PROBLEM TO SOLVE:
Gather all lines with "between" from the records.
[[ DATA, beginning ]]
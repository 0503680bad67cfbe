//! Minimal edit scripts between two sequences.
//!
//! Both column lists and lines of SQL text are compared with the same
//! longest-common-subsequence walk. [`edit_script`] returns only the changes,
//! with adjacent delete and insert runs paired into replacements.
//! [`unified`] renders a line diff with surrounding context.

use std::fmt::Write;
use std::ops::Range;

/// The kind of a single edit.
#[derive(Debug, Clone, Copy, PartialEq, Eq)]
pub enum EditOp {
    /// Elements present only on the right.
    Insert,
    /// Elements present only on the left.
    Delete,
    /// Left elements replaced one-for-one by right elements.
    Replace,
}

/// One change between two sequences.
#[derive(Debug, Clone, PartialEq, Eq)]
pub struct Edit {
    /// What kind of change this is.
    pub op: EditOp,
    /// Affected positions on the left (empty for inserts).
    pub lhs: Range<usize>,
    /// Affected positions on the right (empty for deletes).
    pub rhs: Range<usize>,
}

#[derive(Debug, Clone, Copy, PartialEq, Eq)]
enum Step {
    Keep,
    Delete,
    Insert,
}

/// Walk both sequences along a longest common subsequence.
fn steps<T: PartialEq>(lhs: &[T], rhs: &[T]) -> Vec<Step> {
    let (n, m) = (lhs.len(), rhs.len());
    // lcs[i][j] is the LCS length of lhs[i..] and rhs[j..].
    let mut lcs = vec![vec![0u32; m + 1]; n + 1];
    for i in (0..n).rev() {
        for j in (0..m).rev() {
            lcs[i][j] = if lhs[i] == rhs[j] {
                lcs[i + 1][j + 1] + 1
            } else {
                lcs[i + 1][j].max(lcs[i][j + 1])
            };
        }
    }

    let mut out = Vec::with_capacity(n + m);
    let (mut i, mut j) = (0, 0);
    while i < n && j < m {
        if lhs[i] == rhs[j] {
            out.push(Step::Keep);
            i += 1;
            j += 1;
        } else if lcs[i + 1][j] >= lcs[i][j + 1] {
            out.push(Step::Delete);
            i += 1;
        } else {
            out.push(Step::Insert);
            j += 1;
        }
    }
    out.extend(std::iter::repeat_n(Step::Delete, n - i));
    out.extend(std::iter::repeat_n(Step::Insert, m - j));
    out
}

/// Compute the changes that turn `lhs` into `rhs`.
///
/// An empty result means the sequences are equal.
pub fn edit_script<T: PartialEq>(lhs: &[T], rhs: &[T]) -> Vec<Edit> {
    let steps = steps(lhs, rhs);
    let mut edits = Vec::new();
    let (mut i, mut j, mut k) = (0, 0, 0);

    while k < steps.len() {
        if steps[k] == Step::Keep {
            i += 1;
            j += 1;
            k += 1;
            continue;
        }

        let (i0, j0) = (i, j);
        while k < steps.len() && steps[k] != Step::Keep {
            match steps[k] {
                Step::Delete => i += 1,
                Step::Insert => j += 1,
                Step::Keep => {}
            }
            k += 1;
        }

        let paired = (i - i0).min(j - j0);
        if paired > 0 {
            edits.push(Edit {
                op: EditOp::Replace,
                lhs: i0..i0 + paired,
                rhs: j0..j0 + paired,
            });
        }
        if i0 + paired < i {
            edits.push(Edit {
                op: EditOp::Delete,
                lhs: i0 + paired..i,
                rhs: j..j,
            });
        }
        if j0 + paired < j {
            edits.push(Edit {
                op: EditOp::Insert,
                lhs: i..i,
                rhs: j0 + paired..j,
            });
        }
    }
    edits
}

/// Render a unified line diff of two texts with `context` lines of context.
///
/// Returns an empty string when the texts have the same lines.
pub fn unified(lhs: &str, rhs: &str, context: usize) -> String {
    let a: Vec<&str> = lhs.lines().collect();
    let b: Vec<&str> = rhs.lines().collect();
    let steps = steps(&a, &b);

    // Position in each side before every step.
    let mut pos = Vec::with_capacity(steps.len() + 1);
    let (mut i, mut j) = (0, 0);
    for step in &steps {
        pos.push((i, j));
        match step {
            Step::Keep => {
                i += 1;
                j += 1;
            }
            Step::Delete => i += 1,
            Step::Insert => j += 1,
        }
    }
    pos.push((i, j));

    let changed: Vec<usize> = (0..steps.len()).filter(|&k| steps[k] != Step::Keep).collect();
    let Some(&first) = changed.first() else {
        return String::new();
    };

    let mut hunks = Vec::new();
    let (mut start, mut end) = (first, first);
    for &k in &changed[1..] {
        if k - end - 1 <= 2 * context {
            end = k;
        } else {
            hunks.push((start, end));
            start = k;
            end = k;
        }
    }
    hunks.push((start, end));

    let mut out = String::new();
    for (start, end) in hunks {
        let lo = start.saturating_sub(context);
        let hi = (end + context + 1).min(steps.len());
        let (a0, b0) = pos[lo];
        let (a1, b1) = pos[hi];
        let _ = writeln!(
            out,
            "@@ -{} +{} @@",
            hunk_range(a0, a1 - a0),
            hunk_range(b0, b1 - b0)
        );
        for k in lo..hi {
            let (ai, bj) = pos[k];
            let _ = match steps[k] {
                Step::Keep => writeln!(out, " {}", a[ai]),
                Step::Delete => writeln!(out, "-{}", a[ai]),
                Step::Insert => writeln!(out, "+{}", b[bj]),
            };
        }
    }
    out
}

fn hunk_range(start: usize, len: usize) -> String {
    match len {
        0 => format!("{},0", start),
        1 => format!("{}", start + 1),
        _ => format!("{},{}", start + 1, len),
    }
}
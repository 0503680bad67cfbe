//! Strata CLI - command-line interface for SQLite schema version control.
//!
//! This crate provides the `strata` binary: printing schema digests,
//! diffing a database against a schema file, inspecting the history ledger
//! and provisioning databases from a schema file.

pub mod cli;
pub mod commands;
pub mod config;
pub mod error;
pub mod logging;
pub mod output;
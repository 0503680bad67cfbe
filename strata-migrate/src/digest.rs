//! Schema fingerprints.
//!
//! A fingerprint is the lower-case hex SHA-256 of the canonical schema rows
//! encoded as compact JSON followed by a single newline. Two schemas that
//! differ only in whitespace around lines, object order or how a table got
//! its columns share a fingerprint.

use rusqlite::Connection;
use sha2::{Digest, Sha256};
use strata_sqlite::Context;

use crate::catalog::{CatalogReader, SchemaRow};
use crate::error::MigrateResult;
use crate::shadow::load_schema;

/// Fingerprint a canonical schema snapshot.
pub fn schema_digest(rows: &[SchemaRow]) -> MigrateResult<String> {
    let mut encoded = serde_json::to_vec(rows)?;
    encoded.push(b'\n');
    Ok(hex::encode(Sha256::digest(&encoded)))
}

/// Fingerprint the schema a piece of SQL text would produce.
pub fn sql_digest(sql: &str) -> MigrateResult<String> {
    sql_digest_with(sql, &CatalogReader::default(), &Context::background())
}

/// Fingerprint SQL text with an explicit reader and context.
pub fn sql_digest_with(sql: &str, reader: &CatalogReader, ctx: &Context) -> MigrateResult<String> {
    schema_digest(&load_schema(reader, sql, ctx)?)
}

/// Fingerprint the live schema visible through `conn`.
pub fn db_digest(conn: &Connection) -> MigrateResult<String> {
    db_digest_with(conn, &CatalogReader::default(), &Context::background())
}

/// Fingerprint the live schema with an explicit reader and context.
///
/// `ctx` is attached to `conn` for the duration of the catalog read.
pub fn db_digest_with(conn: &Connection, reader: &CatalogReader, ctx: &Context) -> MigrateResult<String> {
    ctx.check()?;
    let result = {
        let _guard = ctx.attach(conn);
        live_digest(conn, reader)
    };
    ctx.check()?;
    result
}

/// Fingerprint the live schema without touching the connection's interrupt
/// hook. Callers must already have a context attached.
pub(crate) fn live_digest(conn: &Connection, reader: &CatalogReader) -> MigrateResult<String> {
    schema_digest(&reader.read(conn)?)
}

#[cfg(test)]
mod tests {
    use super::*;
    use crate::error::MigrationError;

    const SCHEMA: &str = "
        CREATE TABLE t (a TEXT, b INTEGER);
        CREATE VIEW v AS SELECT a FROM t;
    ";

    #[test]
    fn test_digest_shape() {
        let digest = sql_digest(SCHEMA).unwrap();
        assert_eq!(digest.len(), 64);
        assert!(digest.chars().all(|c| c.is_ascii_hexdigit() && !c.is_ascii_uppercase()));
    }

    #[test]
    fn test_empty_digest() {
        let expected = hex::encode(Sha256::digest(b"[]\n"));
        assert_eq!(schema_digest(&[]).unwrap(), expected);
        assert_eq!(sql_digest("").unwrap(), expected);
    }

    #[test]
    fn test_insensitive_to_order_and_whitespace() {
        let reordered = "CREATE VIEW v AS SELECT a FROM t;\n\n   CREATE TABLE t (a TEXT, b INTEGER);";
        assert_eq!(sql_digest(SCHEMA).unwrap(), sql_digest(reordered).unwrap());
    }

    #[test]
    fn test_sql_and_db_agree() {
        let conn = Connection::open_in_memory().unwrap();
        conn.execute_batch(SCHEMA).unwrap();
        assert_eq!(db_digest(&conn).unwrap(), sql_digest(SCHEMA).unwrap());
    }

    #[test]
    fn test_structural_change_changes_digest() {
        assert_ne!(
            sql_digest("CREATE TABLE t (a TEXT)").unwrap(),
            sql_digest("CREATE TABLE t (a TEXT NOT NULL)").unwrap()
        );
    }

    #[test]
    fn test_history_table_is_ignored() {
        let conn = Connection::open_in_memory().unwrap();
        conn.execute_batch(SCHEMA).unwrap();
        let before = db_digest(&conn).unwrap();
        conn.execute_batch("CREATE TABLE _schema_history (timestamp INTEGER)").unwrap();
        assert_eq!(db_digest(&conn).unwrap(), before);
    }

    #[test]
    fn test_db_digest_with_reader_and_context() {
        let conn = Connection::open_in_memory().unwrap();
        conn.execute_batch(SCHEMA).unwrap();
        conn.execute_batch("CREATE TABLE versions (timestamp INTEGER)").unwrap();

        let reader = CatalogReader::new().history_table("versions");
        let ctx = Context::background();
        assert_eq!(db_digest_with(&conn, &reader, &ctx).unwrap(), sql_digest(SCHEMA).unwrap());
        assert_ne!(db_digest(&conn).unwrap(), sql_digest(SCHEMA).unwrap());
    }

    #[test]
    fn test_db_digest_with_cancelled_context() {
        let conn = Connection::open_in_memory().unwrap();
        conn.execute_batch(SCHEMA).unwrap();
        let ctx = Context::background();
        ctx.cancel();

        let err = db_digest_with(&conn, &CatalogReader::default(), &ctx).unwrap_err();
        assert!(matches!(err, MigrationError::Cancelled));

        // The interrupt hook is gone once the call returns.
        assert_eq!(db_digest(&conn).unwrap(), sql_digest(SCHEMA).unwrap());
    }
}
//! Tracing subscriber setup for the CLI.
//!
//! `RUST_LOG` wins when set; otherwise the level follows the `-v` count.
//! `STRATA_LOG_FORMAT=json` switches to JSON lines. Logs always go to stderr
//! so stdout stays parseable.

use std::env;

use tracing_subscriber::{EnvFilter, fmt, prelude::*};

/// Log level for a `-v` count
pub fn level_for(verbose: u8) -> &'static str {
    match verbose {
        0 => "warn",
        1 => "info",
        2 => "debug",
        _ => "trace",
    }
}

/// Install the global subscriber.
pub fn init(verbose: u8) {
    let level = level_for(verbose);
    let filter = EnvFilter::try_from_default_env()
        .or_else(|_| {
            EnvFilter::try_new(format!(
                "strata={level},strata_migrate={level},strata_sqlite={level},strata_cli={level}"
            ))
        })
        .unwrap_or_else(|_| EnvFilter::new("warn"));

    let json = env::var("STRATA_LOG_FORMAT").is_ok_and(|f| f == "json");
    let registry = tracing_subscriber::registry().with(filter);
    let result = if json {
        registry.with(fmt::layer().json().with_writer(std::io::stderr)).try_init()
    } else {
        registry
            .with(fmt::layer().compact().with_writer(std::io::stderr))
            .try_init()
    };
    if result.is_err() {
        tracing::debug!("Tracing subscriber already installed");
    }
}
[[ DATA, end ]]
[[ DATA, beginning ]]
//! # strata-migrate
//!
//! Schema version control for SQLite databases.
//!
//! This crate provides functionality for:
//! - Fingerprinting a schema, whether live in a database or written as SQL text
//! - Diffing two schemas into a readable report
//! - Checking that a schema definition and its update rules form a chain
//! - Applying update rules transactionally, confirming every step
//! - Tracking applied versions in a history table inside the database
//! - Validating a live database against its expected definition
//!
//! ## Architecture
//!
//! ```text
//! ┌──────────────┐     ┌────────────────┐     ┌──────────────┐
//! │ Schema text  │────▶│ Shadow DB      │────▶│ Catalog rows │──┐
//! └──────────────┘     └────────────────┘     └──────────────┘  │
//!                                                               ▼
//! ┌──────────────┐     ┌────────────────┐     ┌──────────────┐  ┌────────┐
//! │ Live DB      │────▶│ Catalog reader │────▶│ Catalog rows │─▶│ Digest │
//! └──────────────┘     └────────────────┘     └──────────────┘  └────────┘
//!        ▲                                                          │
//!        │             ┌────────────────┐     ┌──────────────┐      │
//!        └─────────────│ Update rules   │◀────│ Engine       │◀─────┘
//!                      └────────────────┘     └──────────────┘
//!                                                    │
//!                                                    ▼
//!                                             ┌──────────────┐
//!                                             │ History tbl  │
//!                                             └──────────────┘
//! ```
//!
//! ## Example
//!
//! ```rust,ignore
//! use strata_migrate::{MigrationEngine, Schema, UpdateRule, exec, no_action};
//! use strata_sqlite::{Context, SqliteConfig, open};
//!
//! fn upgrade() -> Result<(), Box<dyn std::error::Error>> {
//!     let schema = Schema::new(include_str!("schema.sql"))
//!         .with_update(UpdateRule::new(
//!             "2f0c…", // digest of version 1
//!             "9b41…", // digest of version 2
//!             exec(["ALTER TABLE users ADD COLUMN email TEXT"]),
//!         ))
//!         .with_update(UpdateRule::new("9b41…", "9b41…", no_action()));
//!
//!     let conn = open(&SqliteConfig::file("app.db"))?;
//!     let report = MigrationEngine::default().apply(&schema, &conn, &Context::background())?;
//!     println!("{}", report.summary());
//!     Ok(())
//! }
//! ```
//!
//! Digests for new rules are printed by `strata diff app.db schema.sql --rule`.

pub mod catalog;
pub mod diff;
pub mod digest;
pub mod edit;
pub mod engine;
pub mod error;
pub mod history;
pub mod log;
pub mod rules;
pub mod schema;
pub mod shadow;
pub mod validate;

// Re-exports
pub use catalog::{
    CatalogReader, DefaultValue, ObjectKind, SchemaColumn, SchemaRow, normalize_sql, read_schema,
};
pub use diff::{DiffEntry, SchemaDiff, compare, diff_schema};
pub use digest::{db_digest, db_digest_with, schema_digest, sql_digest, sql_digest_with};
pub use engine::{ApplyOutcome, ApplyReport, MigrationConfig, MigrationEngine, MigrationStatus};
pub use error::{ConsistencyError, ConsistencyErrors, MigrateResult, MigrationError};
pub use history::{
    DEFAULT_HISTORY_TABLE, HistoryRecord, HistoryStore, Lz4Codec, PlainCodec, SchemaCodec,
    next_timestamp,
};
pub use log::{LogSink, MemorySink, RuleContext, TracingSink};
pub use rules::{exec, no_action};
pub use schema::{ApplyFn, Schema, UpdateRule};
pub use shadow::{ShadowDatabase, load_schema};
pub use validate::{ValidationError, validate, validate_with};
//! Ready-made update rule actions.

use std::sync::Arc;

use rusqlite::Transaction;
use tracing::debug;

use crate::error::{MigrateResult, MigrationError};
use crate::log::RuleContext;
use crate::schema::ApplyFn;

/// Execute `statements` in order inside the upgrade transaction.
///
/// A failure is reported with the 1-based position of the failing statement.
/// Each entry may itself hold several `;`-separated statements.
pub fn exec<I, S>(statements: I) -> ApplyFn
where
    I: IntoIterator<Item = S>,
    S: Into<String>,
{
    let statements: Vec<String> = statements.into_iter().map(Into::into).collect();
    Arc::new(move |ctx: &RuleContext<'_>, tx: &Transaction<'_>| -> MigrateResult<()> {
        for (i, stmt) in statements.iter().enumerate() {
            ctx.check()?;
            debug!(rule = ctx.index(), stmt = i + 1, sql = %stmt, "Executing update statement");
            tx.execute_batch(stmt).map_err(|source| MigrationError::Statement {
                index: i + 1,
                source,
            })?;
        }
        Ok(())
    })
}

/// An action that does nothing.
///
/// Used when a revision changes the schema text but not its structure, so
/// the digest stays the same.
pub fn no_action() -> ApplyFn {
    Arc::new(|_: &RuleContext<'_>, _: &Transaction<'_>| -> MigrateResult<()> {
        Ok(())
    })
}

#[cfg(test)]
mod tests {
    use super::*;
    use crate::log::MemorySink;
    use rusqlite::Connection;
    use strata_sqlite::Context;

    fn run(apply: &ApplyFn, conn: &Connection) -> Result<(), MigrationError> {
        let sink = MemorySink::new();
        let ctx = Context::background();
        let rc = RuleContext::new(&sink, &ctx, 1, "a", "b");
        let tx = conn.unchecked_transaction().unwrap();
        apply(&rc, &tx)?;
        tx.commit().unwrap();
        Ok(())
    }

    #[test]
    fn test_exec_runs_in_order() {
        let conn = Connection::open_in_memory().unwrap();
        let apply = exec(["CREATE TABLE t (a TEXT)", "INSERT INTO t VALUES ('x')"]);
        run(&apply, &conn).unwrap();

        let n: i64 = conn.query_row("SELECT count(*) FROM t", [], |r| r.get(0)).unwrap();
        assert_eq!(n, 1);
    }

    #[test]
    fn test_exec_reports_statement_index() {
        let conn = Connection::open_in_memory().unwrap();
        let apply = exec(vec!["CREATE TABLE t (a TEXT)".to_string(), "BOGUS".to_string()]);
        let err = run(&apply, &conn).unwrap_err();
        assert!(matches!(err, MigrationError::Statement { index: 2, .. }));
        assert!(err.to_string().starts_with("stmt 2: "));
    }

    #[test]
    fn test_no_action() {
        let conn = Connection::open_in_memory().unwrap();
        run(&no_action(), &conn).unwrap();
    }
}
[[ DATA, end ]]
RESULT FOR THIS EXERCISE:
//! Minimal edit scripts between two sequences.
/// One change between two sequences.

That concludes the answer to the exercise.